It has been suggested that the presence of a Jupiter-like (giant) planet in orbit well outside the conventional habitable zone is a requisite for sustaining life on rocky planets similar to Earth. The gravitational field of a giant planet can relatively quickly cleanse a planetary system of the numerous planetesimals that must be part of the planetary formation process and can shield rocky planets from catastrophic impacts. Searches for giant planets orbiting many astronomical units (AU) from their star are therefore relevant to the problem of identifying planetary systems with favorable habitable zones.

The most successful technique used to detect extrasolar planets - measuring the wobble of a star due to the pull of an orbiting planet (Marcy et al. 2000) - has revealed mostly giant planets that reside far closer to their central star than does Jupiter.

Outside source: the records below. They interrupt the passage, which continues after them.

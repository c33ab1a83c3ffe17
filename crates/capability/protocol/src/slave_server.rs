//! 从站 TCP 服务器
//!
//! 监听 TCP 端口，每个新连接先经过过滤链判定，放行后按 Modbus TCP 应答。
//!
//! ## 使用示例
//!
//! ```rust,ignore
//! let config = SlaveServerConfig::from_json(r#"{"listen_addr": "0.0.0.0:1502"}"#)?;
//! let server = SlaveServer::new(config, responder);
//! server.run(shutdown).await?;
//! ```

use crate::error::ProtocolError;
use crate::slave::{serve_stream, SlaveResponder};
use serde::{Deserialize, Serialize};
use std::collections::HashSet;
use std::net::{IpAddr, SocketAddr};
use std::sync::atomic::{AtomicUsize, Ordering};
use std::sync::Arc;
use tokio::net::TcpListener;
use tokio_util::sync::CancellationToken;
use tracing::{debug, error, info, warn};

/// 从站服务器配置
#[derive(Debug, Clone, Serialize, Deserialize)]
pub struct SlaveServerConfig {
    /// 监听地址，如 `0.0.0.0:502`
    pub listen_addr: String,
    /// 允许连接的对端 IP（为空表示不限制）
    #[serde(default)]
    pub allow: Vec<IpAddr>,
    /// 最大并发连接数
    #[serde(default = "default_max_connections")]
    pub max_connections: usize,
}

fn default_max_connections() -> usize {
    8
}

impl SlaveServerConfig {
    pub fn new(listen_addr: impl Into<String>) -> Self {
        Self {
            listen_addr: listen_addr.into(),
            allow: Vec::new(),
            max_connections: default_max_connections(),
        }
    }

    /// 从 JSON 配置字符串解析
    pub fn from_json(json: &str) -> Result<Self, ProtocolError> {
        serde_json::from_str(json).map_err(|e| ProtocolError::ConfigParse(e.to_string()))
    }
}

/// 连接过滤器：在读取任何帧之前决定是否接受连接
pub trait ConnectionFilter: Send + Sync {
    fn name(&self) -> &'static str;

    /// `active` 为当前已接受的连接数（不含本连接）
    fn accept(&self, peer: SocketAddr, active: usize) -> bool;
}

/// 按对端 IP 放行
#[derive(Debug, Clone)]
pub struct AllowListFilter {
    allowed: HashSet<IpAddr>,
}

impl AllowListFilter {
    pub fn new(allowed: impl IntoIterator<Item = IpAddr>) -> Self {
        Self {
            allowed: allowed.into_iter().collect(),
        }
    }
}

impl ConnectionFilter for AllowListFilter {
    fn name(&self) -> &'static str {
        "allow_list"
    }

    fn accept(&self, peer: SocketAddr, _active: usize) -> bool {
        self.allowed.contains(&peer.ip())
    }
}

/// 并发连接数上限
#[derive(Debug, Clone, Copy)]
pub struct MaxConnectionsFilter {
    max: usize,
}

impl MaxConnectionsFilter {
    pub fn new(max: usize) -> Self {
        Self { max }
    }
}

impl ConnectionFilter for MaxConnectionsFilter {
    fn name(&self) -> &'static str {
        "max_connections"
    }

    fn accept(&self, _peer: SocketAddr, active: usize) -> bool {
        active < self.max
    }
}

/// 过滤链：任一过滤器拒绝即关闭连接
#[derive(Clone, Default)]
pub struct FilterChain {
    filters: Vec<Arc<dyn ConnectionFilter>>,
}

impl FilterChain {
    pub fn new() -> Self {
        Self::default()
    }

    pub fn with(mut self, filter: Arc<dyn ConnectionFilter>) -> Self {
        self.filters.push(filter);
        self
    }

    /// 放行返回 Ok，拒绝时返回拒绝者名称。
    pub fn judge(&self, peer: SocketAddr, active: usize) -> Result<(), &'static str> {
        match self
            .filters
            .iter()
            .find(|filter| !filter.accept(peer, active))
        {
            Some(filter) => Err(filter.name()),
            None => Ok(()),
        }
    }

    pub fn len(&self) -> usize {
        self.filters.len()
    }

    pub fn is_empty(&self) -> bool {
        self.filters.is_empty()
    }
}

/// 连接结束时归还计数
struct ActiveGuard(Arc<AtomicUsize>);

impl Drop for ActiveGuard {
    fn drop(&mut self) {
        self.0.fetch_sub(1, Ordering::AcqRel);
    }
}

/// 从站 TCP 服务器
pub struct SlaveServer {
    config: SlaveServerConfig,
    responder: Arc<SlaveResponder>,
    filters: FilterChain,
    active: Arc<AtomicUsize>,
}

impl SlaveServer {
    /// 按配置构建过滤链：允许列表（非空时）+ 最大连接数。
    pub fn new(config: SlaveServerConfig, responder: Arc<SlaveResponder>) -> Self {
        let mut filters = FilterChain::new();
        if !config.allow.is_empty() {
            filters = filters.with(Arc::new(AllowListFilter::new(config.allow.clone())));
        }
        filters = filters.with(Arc::new(MaxConnectionsFilter::new(config.max_connections)));
        Self {
            config,
            responder,
            filters,
            active: Arc::new(AtomicUsize::new(0)),
        }
    }

    /// 追加自定义过滤器
    pub fn with_filter(mut self, filter: Arc<dyn ConnectionFilter>) -> Self {
        self.filters = self.filters.with(filter);
        self
    }

    pub fn active_connections(&self) -> usize {
        self.active.load(Ordering::Acquire)
    }

    /// 绑定配置的地址并运行，直到 `shutdown` 被取消。
    pub async fn run(&self, shutdown: CancellationToken) -> Result<(), ProtocolError> {
        let listener = TcpListener::bind(&self.config.listen_addr).await?;
        self.serve(listener, shutdown).await
    }

    /// 在已绑定的监听器上运行。
    pub async fn serve(
        &self,
        listener: TcpListener,
        shutdown: CancellationToken,
    ) -> Result<(), ProtocolError> {
        let local = listener.local_addr()?;
        info!(target: "hmi.slave", addr = %local, filters = self.filters.len(), "slave_server_listening");

        loop {
            let accepted = tokio::select! {
                _ = shutdown.cancelled() => break,
                accepted = listener.accept() => accepted,
            };
            let (stream, peer) = match accepted {
                Ok(pair) => pair,
                Err(e) => {
                    error!(target: "hmi.slave", error = %e, "accept_failed");
                    continue;
                }
            };

            let active = self.active.load(Ordering::Acquire);
            if let Err(filter) = self.filters.judge(peer, active) {
                hmi_telemetry::record_slave_connection_rejected();
                info!(target: "hmi.slave", peer = %peer, filter, "slave_connection_rejected");
                drop(stream);
                continue;
            }

            self.active.fetch_add(1, Ordering::AcqRel);
            let guard = ActiveGuard(Arc::clone(&self.active));
            let responder = Arc::clone(&self.responder);
            let shutdown = shutdown.clone();
            info!(target: "hmi.slave", peer = %peer, "slave_connection_accepted");

            tokio::spawn(async move {
                let _guard = guard;
                tokio::select! {
                    _ = shutdown.cancelled() => {
                        debug!(target: "hmi.slave", peer = %peer, "slave_connection_shutdown");
                    }
                    result = serve_stream(stream, responder) => match result {
                        Ok(()) => info!(target: "hmi.slave", peer = %peer, "slave_connection_closed"),
                        Err(e) => warn!(target: "hmi.slave", peer = %peer, error = %e, "slave_connection_failed"),
                    },
                }
            });
        }

        info!(target: "hmi.slave", addr = %local, "slave_server_stopped");
        Ok(())
    }
}

#[cfg(test)]
mod tests {
    use super::*;

    fn peer(ip: &str) -> SocketAddr {
        SocketAddr::new(ip.parse().unwrap(), 40000)
    }

    #[test]
    fn test_parse_config() {
        let json = r#"{"listen_addr": "0.0.0.0:1502", "allow": ["10.0.0.5"]}"#;
        let config = SlaveServerConfig::from_json(json).unwrap();
        assert_eq!(config.listen_addr, "0.0.0.0:1502");
        assert_eq!(config.max_connections, 8);
        assert_eq!(config.allow, vec!["10.0.0.5".parse::<IpAddr>().unwrap()]);
        assert!(SlaveServerConfig::from_json("{}").is_err());
    }

    #[test]
    fn chain_rejects_disallowed_peer() {
        let chain = FilterChain::new()
            .with(Arc::new(AllowListFilter::new(["10.0.0.5".parse().unwrap()])))
            .with(Arc::new(MaxConnectionsFilter::new(1)));
        assert_eq!(chain.judge(peer("10.0.0.5"), 0), Ok(()));
        assert_eq!(chain.judge(peer("10.0.0.6"), 0), Err("allow_list"));
        assert_eq!(chain.judge(peer("10.0.0.5"), 1), Err("max_connections"));
    }

    #[test]
    fn empty_chain_accepts() {
        assert!(FilterChain::new().judge(peer("127.0.0.1"), 100).is_ok());
    }
}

Notwithstanding an occasional exception, it is recognized that systems containing such proximal giant planets are, in general, unlikely to harbor planets that can sustain life. Members of the UCLA lead team are engaged in development and application of new techniques geared to image detection of giant planets located in orbits resembling those of the giant planets of our Solar System.

Advances in astronomy that utilize ground-based telescopes equipped with adaptive optics systems (Beckers 1993), as well as an infrared camera on the Hubble Space Telescope (HST), make it possible to image directly Jupiter mass planets (Macintosh et al. 2001). But a caveat is that such detections must be of thermal emission from young, warm planets rather than of reflected starlight from old, cold planets like Jupiter. For this reason, imaging of giant planets in systems resembling the Solar System requires finding stars within about 50 parsec of Earth and not older than a few tens of millions of years. Recent work on isotopes in the hafnium-tungsten system in chondritic meteorites and in terrestrial samples indicate that Earth’s core formed in <30 Myrs (Fitzgerald 2003).

Thus, to identify optimum stars at which to image cooling giant planets and to match the timescale for terrestrial planet formation, Zuckerman and Song will continue their compilation of very young stars close to Earth. Identification and cataloging of young, close, solar-like stars was a major part of the CAB activities over the past several years and will continue, with more of a focus on faint, low-mass stars, during the next five years.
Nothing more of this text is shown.